Oral Poster & Poster Presentation 9th Australasian Virology Society Meeting 2017

Inhibition of replication, but poor genome editing of VACV by CRISPR/Cas9 (#153)

Stewart Smith 1 , David Tscharke 1
  1. John Curtin School of Medical Research, Canberra, ACT, Australia

Vaccinia virus (VACV) is a large dsDNA virus that replicates in the cytoplasm and recombinant VACVs are widely used and have potential applications as vaccines, cancer immunotherapies and oncolytic therapies. CRISPR/Cas9 genome editing has rapidly become the method of choice for making changes in cell lines and has been adapted readily to nuclear-replicating viruses such as herpes simplex virus. By contrast, the few reports of CRISPR/Cas9 editing of VACV in the literature have been difficult to replicate, potentially because of the cytoplasmic site of VACV replication. Further, while achieving localisation of Cas9 to the cytoplasm is trivial, this may compromise assembly with a nuclear-transcribed gRNA that is generated in many CRISPR/Cas9 protocols.
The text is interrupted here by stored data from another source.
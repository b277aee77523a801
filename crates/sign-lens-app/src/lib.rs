#![warn(missing_docs)]
//! # sign-lens-app
//!
//! ## Purpose
//! Wires capture, analysis, and session state into the single-screen
//! `sign-lens` flow.
//!
//! ## Responsibilities
//! - Turn configuration into a validated endpoint and capture settings.
//! - Drive permission, capture, analyze, and retake actions.
//! - Publish each new [`SessionState`] atomically to subscribers.
//! - Drop analysis results that arrive after the session moved on.
//!
//! ## Data flow
//! Action -> [`CaptureController`] / [`AnalysisClient`] -> session transition
//! -> `watch` channel -> [`project_view`] for rendering.
//!
//! ## Ownership and lifetimes
//! The app owns the controller, the client, and the state channel. Camera
//! devices stay owned by the front-end that mounts them.
//!
//! ## Error model
//! Subsystem failures are wrapped in [`AppError`]. Failures the user must see
//! are also written into the session as alerts.

use std::sync::Arc;

use sign_lens_analysis_contract::HealthReply;
use sign_lens_capture::{
    CameraDevice, CaptureConfig, CaptureController, CaptureError, DEFAULT_SETTLE_DELAY_MS,
    PermissionProvider,
};
use sign_lens_core::{AnalysisOutcome, AnalysisTicket, CapturedImage, PermissionState};
use sign_lens_ui::{SessionState, ViewModel, project_view, render_text};
use sign_lens_upload::{AnalysisClient, AnalysisEndpoint, AnalysisTransport, UploadError};
use thiserror::Error;
use tokio::sync::watch;
use tokio::task::JoinHandle;
use tracing::{debug, info, warn};
use tracing_subscriber::EnvFilter;

/// Build-time application version loaded from root `VERSION` file.
pub const APP_VERSION: &str = env!("SIGN_LENS_VERSION");

/// Backend used when no URL is configured.
pub const DEFAULT_BACKEND_URL: &str = "http://127.0.0.1:8000";

/// Environment variable overriding the backend URL.
pub const BACKEND_URL_ENV: &str = "SIGN_LENS_BACKEND_URL";

/// Environment variable overriding the capture settle delay.
pub const CAPTURE_DELAY_ENV: &str = "SIGN_LENS_CAPTURE_DELAY_MS";

/// Returns the app version sourced from root `VERSION`.
pub fn app_version() -> &'static str {
    APP_VERSION
}

/// Startup configuration.
#[derive(Debug, Clone, PartialEq, Eq)]
pub struct AppConfig {
    /// Analysis backend base URL.
    pub backend_url: String,
    /// Delay before each capture, in milliseconds.
    pub capture_delay_ms: u64,
}

impl Default for AppConfig {
    fn default() -> Self {
        Self {
            backend_url: DEFAULT_BACKEND_URL.to_string(),
            capture_delay_ms: DEFAULT_SETTLE_DELAY_MS,
        }
    }
}

impl AppConfig {
    /// Validates the backend URL.
    ///
    /// # Errors
    /// Returns [`AppError::Config`] when the URL is rejected.
    pub fn endpoint(&self) -> Result<AnalysisEndpoint, AppError> {
        AnalysisEndpoint::parse(&self.backend_url)
            .map_err(|error| AppError::Config(error.to_string()))
    }

    /// Capture settings derived from this configuration.
    pub fn capture_config(&self) -> CaptureConfig {
        CaptureConfig::with_settle_delay_ms(self.capture_delay_ms)
    }
}

/// Installs the stderr `tracing` subscriber.
///
/// `RUST_LOG` wins over `default_directive` when set.
///
/// # Errors
/// Returns [`AppError::Logging`] when a global subscriber already exists or
/// the directive is invalid.
pub fn init_tracing(default_directive: &str) -> Result<(), AppError> {
    let filter = match EnvFilter::try_from_default_env() {
        Ok(filter) => filter,
        Err(_) => EnvFilter::try_new(default_directive)
            .map_err(|error| AppError::Logging(error.to_string()))?,
    };

    tracing_subscriber::fmt()
        .with_env_filter(filter)
        .with_writer(std::io::stderr)
        .with_target(false)
        .try_init()
        .map_err(|error| AppError::Logging(error.to_string()))
}

/// Single-screen session driver.
pub struct SignLensApp {
    capture: CaptureController,
    client: AnalysisClient,
    state: watch::Sender<SessionState>,
}

impl SignLensApp {
    /// Creates an app around an existing controller and client.
    pub fn new(capture: CaptureController, client: AnalysisClient) -> Self {
        let (state, _) = watch::channel(SessionState::new());
        Self {
            capture,
            client,
            state,
        }
    }

    /// Builds an app from configuration and injected platform seams.
    ///
    /// # Errors
    /// Returns [`AppError::Config`] for an invalid backend URL.
    pub fn from_config(
        config: &AppConfig,
        permissions: Arc<dyn PermissionProvider>,
        transport: Arc<dyn AnalysisTransport>,
    ) -> Result<Self, AppError> {
        let endpoint = config.endpoint()?;
        let capture = CaptureController::new(config.capture_config(), permissions);
        Ok(Self::new(capture, AnalysisClient::new(endpoint, transport)))
    }

    /// Configured backend endpoint.
    pub fn endpoint(&self) -> &AnalysisEndpoint {
        self.client.endpoint()
    }

    /// Current session state.
    pub fn snapshot(&self) -> SessionState {
        self.state.borrow().clone()
    }

    /// Receiver notified on every state transition.
    pub fn subscribe(&self) -> watch::Receiver<SessionState> {
        self.state.subscribe()
    }

    /// View projection of the current state.
    pub fn view(&self) -> ViewModel {
        project_view(&self.state.borrow())
    }

    /// Text rendering of the current state.
    pub fn render(&self) -> String {
        render_text(&self.view())
    }

    /// Mounts the camera device backing the preview.
    pub fn mount_camera(&self, camera: &Arc<dyn CameraDevice>) {
        self.capture.mount(camera);
    }

    /// Releases the camera device.
    pub fn unmount_camera(&self) {
        self.capture.unmount();
    }

    /// Reads the OS permission decision without prompting.
    pub async fn check_permission(&self) -> PermissionState {
        let decision = self.capture.refresh_permission().await;
        self.apply(|state| state.with_permission(decision));
        self.snapshot().permission()
    }

    /// Prompts for camera access unless already granted.
    pub async fn request_permission(&self) -> PermissionState {
        let decision = self.capture.request_permission().await;
        self.apply(|state| state.with_permission(decision));
        self.snapshot().permission()
    }

    /// Captures a photo and moves the session to photo review.
    ///
    /// Failures are also surfaced as an alert.
    ///
    /// # Errors
    /// Returns [`AppError::ActionUnavailable`] when a photo is already under
    /// review, or [`AppError::Capture`] when capture fails.
    pub async fn take_picture(&self) -> Result<CapturedImage, AppError> {
        if self.state.borrow().photo().is_some() {
            return Err(AppError::ActionUnavailable("take picture"));
        }

        match self.capture.capture_photo().await {
            Ok(image) => {
                let captured = image.clone();
                self.apply(move |state| state.with_capture(captured));
                Ok(image)
            }
            Err(error) => {
                warn!(%error, "capture failed");
                let message = error.to_string();
                self.apply(move |state| state.with_capture_error(message));
                Err(error.into())
            }
        }
    }

    /// Analyzes the current photo and waits for the result.
    ///
    /// # Errors
    /// Returns [`AppError::ActionUnavailable`] when there is no photo or an
    /// analysis is already in flight.
    pub async fn analyze(&self) -> Result<AnalysisOutcome, AppError> {
        let (ticket, image) = self.begin_analysis()?;
        let outcome = self.client.analyze(&image).await;
        self.finish_analysis(ticket, outcome.clone());
        Ok(outcome)
    }

    /// Starts an analysis in the background.
    ///
    /// The session is marked pending before this returns. The task writes its
    /// result back only if the session still waits for it.
    ///
    /// # Errors
    /// Same as [`SignLensApp::analyze`].
    pub fn spawn_analysis(self: &Arc<Self>) -> Result<JoinHandle<AnalysisOutcome>, AppError> {
        let (ticket, image) = self.begin_analysis()?;
        let app = Arc::clone(self);
        Ok(tokio::spawn(async move {
            let outcome = app.client.analyze(&image).await;
            app.finish_analysis(ticket, outcome.clone());
            outcome
        }))
    }

    /// Discards the photo and any analysis.
    pub fn retake(&self) {
        self.apply(SessionState::retake);
    }

    /// Closes the current alert.
    pub fn dismiss_alert(&self) {
        self.apply(SessionState::dismiss_alert);
    }

    /// Calls the backend health route.
    ///
    /// # Errors
    /// Returns [`AppError::Upload`] when the backend is unreachable or
    /// answers unexpectedly.
    pub async fn health_check(&self) -> Result<HealthReply, AppError> {
        Ok(self.client.health_check().await?)
    }

    fn begin_analysis(&self) -> Result<(AnalysisTicket, CapturedImage), AppError> {
        let mut started = None;
        self.state.send_if_modified(|state| match state.begin_analysis() {
            Some((next, ticket)) => {
                started = next.photo().cloned().map(|photo| (ticket, photo));
                *state = next;
                true
            }
            None => false,
        });

        let (ticket, image) = started.ok_or(AppError::ActionUnavailable("analyze"))?;
        info!(%ticket, "analysis started");
        Ok((ticket, image))
    }

    fn finish_analysis(&self, ticket: AnalysisTicket, outcome: AnalysisOutcome) {
        self.state.send_if_modified(|state| {
            if !state.is_current(ticket) {
                debug!(%ticket, "discarding result of superseded analysis");
                return false;
            }
            *state = state.resolve_analysis(ticket, outcome);
            true
        });
    }

    fn apply(&self, transition: impl FnOnce(&SessionState) -> SessionState) {
        self.state.send_modify(|state| *state = transition(state));
    }
}

/// App integration error type.
#[derive(Debug, Error)]
pub enum AppError {
    /// Configuration rejected at startup.
    #[error("configuration error: {0}")]
    Config(String),
    /// Logging could not be initialised.
    #[error("logging error: {0}")]
    Logging(String),
    /// Action not offered by the current screen.
    #[error("{0} is not available right now")]
    ActionUnavailable(&'static str),
    /// Capture subsystem error.
    #[error(transparent)]
    Capture(#[from] CaptureError),
    /// Upload subsystem error.
    #[error("upload error: {0}")]
    Upload(#[from] UploadError),
    /// Terminal I/O error.
    #[error("io error: {0}")]
    Io(#[from] std::io::Error),
}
We tried two possible solutions to this problem: 1) Co-transfection of a plasmid expressing cytoplasmic-localised Cas9 and a synthetic gRNA and 2) transfection of in vitro assembled Cas9 and gRNA. To test these, we used an mCherry-expressing VACV and targeted this gene for inactivation. We found strong Cas9 activity against the virus when an mCherry, but not a control sgRNA were used. Red fluorescence was reduced by 26% and 34%, and the amount of virus recovered by 53% and 76% in cells transfected with plasmid/sgRNA and in vitro assembled Cas9/sgRNA, respectively. However, surprisingly the remaining virus in each case was mCherry positive. These data suggest that cytoplasmic CRISPR/Cas9 is effective at inhibiting VACV replication, possibly because non-homologous end joining (NHEJ), which repairs dsDNA breaks in the nucleus, is not effective in the cytoplasm. We are currently testing whether these CRISPR/Cas9 methods can improve the efficiency of homologous recombination between VACV and an appropriately designed transfer construct.